▶ _WHAT YOU NEED TO DO_: Throughout the listing below, copy each line containing "const".

--

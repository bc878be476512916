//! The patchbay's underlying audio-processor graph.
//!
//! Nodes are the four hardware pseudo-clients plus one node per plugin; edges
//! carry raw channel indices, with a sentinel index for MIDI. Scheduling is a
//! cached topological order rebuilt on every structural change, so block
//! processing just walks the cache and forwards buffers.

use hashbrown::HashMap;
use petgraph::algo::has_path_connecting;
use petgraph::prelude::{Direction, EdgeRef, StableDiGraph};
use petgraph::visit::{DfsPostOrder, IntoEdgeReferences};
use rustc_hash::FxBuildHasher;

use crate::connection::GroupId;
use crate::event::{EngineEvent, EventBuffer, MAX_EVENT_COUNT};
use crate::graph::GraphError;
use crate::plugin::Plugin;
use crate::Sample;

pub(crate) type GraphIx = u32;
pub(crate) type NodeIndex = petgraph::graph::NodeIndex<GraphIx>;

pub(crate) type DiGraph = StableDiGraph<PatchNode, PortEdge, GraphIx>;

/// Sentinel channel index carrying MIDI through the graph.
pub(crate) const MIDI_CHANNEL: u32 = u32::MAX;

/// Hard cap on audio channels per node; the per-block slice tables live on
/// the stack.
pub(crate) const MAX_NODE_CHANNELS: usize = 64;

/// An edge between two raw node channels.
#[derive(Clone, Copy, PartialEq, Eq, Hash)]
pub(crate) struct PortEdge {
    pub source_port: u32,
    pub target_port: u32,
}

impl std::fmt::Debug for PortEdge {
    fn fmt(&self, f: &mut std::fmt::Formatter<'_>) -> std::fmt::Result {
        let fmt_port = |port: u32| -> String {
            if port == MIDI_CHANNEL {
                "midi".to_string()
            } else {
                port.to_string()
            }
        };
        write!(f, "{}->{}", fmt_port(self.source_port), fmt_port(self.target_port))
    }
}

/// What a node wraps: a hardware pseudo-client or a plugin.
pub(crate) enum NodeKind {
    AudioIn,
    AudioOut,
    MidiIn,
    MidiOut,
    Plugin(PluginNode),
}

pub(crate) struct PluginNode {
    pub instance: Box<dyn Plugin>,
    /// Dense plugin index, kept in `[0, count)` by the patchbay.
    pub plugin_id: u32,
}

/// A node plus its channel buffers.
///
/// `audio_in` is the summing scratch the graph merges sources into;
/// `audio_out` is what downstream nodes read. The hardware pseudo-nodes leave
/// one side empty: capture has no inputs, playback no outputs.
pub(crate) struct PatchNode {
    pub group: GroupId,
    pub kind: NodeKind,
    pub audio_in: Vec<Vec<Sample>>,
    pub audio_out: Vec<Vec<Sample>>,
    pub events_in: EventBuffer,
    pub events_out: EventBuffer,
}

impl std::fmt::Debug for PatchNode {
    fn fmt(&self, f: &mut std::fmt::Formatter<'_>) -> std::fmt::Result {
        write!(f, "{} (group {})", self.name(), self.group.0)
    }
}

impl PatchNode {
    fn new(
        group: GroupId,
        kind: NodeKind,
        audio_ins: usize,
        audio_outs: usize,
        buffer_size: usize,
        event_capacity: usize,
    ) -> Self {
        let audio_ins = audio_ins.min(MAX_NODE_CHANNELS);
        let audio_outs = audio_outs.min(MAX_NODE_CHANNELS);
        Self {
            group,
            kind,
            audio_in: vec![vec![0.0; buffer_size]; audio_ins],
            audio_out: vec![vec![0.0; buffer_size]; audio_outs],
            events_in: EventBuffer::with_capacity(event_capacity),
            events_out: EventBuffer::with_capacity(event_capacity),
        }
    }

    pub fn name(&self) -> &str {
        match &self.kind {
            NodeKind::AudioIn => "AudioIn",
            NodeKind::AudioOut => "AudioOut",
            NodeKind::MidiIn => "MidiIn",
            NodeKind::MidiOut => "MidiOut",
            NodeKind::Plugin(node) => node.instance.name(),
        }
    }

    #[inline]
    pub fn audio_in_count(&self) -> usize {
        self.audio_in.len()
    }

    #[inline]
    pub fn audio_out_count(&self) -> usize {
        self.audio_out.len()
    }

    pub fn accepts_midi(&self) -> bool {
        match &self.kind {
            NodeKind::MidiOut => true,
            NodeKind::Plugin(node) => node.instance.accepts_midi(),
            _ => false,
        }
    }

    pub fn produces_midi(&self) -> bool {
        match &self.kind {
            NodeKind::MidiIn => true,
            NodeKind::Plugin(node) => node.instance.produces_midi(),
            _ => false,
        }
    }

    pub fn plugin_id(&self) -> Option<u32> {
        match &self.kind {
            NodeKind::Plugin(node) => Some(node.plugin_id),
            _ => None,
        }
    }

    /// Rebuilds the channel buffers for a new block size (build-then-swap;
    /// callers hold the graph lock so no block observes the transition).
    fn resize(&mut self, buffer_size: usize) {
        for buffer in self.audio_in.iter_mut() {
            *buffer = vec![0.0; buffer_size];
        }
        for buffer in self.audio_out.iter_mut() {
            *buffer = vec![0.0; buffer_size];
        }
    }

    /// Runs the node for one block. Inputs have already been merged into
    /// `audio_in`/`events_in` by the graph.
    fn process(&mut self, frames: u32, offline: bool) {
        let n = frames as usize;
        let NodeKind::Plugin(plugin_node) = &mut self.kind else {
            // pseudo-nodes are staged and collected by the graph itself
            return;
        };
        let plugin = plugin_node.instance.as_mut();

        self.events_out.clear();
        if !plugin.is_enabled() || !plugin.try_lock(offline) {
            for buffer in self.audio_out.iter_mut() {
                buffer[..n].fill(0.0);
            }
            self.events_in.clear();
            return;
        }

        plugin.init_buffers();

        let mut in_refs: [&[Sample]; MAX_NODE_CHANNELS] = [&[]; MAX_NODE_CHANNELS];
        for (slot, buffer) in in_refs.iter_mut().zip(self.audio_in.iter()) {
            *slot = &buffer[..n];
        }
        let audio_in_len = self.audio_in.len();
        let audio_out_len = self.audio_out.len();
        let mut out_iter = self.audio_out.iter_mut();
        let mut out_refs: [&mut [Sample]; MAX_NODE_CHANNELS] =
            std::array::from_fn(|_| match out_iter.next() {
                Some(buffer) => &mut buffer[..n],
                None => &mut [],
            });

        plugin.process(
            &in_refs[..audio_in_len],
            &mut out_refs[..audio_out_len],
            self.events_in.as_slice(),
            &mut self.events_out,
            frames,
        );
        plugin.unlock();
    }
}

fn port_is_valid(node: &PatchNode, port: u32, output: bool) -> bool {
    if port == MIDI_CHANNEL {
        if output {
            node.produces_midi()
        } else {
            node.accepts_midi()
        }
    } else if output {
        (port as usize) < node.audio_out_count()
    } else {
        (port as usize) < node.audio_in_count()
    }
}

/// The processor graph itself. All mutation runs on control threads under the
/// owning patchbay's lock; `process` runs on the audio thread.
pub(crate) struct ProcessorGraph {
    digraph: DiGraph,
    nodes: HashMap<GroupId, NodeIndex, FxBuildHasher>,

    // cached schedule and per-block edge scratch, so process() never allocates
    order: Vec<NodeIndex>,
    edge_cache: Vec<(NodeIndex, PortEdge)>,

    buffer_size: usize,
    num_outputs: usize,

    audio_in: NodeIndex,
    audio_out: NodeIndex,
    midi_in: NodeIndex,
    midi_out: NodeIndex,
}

--

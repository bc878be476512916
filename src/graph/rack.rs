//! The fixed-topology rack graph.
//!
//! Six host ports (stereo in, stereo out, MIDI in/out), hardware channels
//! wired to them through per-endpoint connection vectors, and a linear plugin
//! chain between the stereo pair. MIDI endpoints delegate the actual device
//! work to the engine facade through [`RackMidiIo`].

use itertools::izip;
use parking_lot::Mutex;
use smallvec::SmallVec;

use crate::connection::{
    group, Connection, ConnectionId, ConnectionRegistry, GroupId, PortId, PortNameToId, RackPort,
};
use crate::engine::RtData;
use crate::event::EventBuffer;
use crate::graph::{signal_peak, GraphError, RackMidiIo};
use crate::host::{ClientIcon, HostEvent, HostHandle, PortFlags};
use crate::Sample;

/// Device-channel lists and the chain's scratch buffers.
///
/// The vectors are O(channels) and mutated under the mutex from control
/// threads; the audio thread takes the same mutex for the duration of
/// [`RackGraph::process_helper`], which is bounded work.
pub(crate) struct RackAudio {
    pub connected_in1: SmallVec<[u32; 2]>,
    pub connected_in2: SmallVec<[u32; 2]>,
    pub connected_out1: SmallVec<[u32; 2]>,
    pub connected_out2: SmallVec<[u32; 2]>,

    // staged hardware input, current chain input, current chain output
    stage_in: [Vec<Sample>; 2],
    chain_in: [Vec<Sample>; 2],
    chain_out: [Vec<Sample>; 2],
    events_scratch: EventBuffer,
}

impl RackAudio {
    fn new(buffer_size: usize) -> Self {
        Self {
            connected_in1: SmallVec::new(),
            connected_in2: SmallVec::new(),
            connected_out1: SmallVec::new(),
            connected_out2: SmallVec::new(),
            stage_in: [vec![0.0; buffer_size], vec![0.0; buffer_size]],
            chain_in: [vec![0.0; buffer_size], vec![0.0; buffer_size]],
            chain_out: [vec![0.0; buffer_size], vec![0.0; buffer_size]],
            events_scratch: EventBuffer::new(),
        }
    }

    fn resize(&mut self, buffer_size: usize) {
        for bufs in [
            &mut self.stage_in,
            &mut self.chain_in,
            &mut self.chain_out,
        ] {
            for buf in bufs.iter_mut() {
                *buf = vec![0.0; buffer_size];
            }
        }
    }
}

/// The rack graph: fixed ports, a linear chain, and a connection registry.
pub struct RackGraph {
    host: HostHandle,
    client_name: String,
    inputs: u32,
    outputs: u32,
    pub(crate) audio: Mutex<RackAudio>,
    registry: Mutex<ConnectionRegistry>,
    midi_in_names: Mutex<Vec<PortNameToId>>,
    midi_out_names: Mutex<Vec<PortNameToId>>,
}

--

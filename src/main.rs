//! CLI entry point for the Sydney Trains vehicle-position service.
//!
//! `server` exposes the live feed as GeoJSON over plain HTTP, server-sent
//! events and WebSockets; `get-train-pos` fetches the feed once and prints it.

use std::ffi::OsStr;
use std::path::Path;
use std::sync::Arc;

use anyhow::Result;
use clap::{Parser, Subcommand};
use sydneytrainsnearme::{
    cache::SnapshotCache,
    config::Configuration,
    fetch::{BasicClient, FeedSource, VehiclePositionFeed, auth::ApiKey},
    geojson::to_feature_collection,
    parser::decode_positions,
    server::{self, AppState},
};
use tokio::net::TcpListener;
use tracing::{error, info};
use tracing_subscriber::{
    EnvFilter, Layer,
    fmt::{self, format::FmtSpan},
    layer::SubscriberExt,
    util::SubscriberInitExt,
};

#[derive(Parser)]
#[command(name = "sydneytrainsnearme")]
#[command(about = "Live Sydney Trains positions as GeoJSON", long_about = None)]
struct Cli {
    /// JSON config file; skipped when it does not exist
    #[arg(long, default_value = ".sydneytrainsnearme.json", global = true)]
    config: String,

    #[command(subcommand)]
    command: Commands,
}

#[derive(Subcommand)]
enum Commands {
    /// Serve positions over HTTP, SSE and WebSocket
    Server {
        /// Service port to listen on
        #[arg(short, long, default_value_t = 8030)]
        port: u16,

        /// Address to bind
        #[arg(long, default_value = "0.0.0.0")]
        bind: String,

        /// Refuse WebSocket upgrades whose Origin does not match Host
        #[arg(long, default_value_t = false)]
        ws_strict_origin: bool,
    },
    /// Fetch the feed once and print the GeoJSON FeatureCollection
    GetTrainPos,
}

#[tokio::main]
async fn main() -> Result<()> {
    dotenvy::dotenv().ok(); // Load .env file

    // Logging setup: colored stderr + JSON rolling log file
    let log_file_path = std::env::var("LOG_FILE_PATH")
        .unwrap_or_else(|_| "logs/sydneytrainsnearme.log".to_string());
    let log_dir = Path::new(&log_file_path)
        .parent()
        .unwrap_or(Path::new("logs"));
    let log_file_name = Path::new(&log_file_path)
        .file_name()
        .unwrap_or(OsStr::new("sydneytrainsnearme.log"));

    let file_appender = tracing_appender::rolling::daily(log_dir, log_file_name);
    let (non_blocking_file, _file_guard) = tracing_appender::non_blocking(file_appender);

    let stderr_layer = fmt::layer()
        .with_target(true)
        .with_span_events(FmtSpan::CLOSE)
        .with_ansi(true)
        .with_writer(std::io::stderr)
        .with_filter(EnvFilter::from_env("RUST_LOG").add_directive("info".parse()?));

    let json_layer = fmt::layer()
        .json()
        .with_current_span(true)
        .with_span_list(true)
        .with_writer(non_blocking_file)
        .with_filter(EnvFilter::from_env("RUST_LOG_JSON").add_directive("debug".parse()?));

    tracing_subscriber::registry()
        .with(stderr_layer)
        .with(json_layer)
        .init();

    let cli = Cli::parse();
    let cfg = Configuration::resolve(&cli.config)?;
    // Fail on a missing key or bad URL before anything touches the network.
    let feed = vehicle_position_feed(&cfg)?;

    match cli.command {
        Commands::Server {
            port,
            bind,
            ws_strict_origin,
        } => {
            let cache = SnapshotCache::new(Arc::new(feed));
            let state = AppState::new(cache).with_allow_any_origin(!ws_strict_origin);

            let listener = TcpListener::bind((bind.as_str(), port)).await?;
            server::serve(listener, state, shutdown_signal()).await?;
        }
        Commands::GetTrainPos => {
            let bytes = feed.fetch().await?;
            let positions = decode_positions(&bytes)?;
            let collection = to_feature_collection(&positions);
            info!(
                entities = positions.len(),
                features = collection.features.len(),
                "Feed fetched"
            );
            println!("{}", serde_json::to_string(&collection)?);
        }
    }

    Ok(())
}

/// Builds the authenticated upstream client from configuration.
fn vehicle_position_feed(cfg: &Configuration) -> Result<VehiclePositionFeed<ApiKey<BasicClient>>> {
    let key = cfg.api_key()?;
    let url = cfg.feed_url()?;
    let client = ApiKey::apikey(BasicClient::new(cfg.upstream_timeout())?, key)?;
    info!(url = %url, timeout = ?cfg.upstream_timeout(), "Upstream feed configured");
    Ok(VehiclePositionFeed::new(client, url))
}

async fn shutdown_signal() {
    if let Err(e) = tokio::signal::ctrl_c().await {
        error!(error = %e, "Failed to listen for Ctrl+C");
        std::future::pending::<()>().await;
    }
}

--

▶ _ANSWER FOR THE TASK_:
pub(crate) const MIDI_CHANNEL: u32 = u32::MAX;
pub(crate) const MAX_NODE_CHANNELS: usize = 64;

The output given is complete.